→ EXERCISE
The entire listing below must be written out word for word.
━━━━━━━━
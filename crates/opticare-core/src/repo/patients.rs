//! Patient repository.

use std::sync::Arc;

use tracing::info;

use super::{decode_all, FetchScope, RepoError, RepoResult, RepositoryOptions, StoreHandle};
use crate::models::{filter_patients, NewPatient, Patient, PatientPatch};
use crate::store::{to_fields, Document, DocumentStore, Query, PATIENTS};

/// CRUD over the `patients` collection.
#[derive(Clone)]
pub struct PatientRepository {
    handle: StoreHandle,
}

impl PatientRepository {
    pub fn new(store: Arc<dyn DocumentStore>, options: RepositoryOptions) -> Self {
        Self {
            handle: StoreHandle::new(store, options),
        }
    }

    /// Add a patient and return the store-assigned ID.
    pub async fn add_patient(&self, data: NewPatient) -> RepoResult<String> {
        let missing = data.missing_required();
        if !missing.is_empty() {
            return Err(RepoError::missing_fields(&missing));
        }

        let fields = to_fields(&data)?;
        let id = self
            .handle
            .write("patient", move |store| store.create(PATIENTS, fields))
            .await?;
        info!(patient_id = %id, "patient added");
        Ok(id)
    }

    /// Every patient, in no particular order. Empty if the caller went away.
    pub async fn get_all_patients(&self, scope: &FetchScope) -> RepoResult<Vec<Patient>> {
        let docs = self
            .handle
            .read(scope, "patients", |store| store.list(PATIENTS, &Query::new()))
            .await?
            .or_empty();
        decode_all(docs)
    }

    /// A patient by ID, or `None`.
    pub async fn get_patient_by_id(
        &self,
        scope: &FetchScope,
        id: &str,
    ) -> RepoResult<Option<Patient>> {
        let id = id.to_string();
        let doc = self
            .handle
            .read(scope, "patient", move |store| store.get_by_id(PATIENTS, &id))
            .await?
            .or_empty();
        Ok(doc.map(Document::decode).transpose()?)
    }

    /// Patients matching `term` on name, email or phone.
    ///
    /// Fetches the whole collection and filters in memory; practices hold
    /// at most a few thousand records.
    pub async fn search_patients(
        &self,
        scope: &FetchScope,
        term: &str,
    ) -> RepoResult<Vec<Patient>> {
        let patients = self.get_all_patients(scope).await?;
        Ok(filter_patients(&patients, term).into_iter().cloned().collect())
    }

    /// Apply a partial update.
    pub async fn update_patient(&self, id: &str, patch: PatientPatch) -> RepoResult<()> {
        let blanked = patch.blanked_required();
        if !blanked.is_empty() {
            return Err(RepoError::missing_fields(&blanked));
        }

        let fields = to_fields(&patch)?;
        let id = id.to_string();
        self.handle
            .write("patient", move |store| store.update(PATIENTS, &id, fields))
            .await
    }

    /// Hard delete. Appointments referencing the patient are left alone.
    pub async fn delete_patient(&self, id: &str) -> RepoResult<()> {
        let id = id.to_string();
        self.handle
            .write("patient", move |store| store.delete(PATIENTS, &id))
            .await
    }
}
━━━━━━━━
→ ANSWER TO THE PROBLEM
filename crates/opticare-core/src/repo/patients.rs
//! Patient repository.

use std::sync::Arc;

use tracing::info;

use super::{decode_all, FetchScope, RepoError, RepoResult, RepositoryOptions, StoreHandle};
use crate::models::{filter_patients, NewPatient, Patient, PatientPatch};
use crate::store::{to_fields, Document, DocumentStore, Query, PATIENTS};

/// CRUD over the `patients` collection.
#[derive(Clone)]
pub struct PatientRepository {
    handle: StoreHandle,
}

impl PatientRepository {
    pub fn new(store: Arc<dyn DocumentStore>, options: RepositoryOptions) -> Self {
        Self {
            handle: StoreHandle::new(store, options),
        }
    }

    /// Add a patient and return the store-assigned ID.
    pub async fn add_patient(&self, data: NewPatient) -> RepoResult<String> {
        let missing = data.missing_required();
        if !missing.is_empty() {
            return Err(RepoError::missing_fields(&missing));
        }

        let fields = to_fields(&data)?;
        let id = self
            .handle
            .write("patient", move |store| store.create(PATIENTS, fields))
            .await?;
        info!(patient_id = %id, "patient added");
        Ok(id)
    }

    /// Every patient, in no particular order. Empty if the caller went away.
    pub async fn get_all_patients(&self, scope: &FetchScope) -> RepoResult<Vec<Patient>> {
        let docs = self
            .handle
            .read(scope, "patients", |store| store.list(PATIENTS, &Query::new()))
            .await?
            .or_empty();
        decode_all(docs)
    }

    /// A patient by ID, or `None`.
    pub async fn get_patient_by_id(
        &self,
        scope: &FetchScope,
        id: &str,
    ) -> RepoResult<Option<Patient>> {
        let id = id.to_string();
        let doc = self
            .handle
            .read(scope, "patient", move |store| store.get_by_id(PATIENTS, &id))
            .await?
            .or_empty();
        Ok(doc.map(Document::decode).transpose()?)
    }

    /// Patients matching `term` on name, email or phone.
    ///
    /// Fetches the whole collection and filters in memory; practices hold
    /// at most a few thousand records.
    pub async fn search_patients(
        &self,
        scope: &FetchScope,
        term: &str,
    ) -> RepoResult<Vec<Patient>> {
        let patients = self.get_all_patients(scope).await?;
        Ok(filter_patients(&patients, term).into_iter().cloned().collect())
    }

    /// Apply a partial update.
    pub async fn update_patient(&self, id: &str, patch: PatientPatch) -> RepoResult<()> {
        let blanked = patch.blanked_required();
        if !blanked.is_empty() {
            return Err(RepoError::missing_fields(&blanked));
        }

        let fields = to_fields(&patch)?;
        let id = id.to_string();
        self.handle
            .write("patient", move |store| store.update(PATIENTS, &id, fields))
            .await
    }

    /// Hard delete. Appointments referencing the patient are left alone.
    pub async fn delete_patient(&self, id: &str) -> RepoResult<()> {
        let id = id.to_string();
        self.handle
            .write("patient", move |store| store.delete(PATIENTS, &id))
            .await
    }
}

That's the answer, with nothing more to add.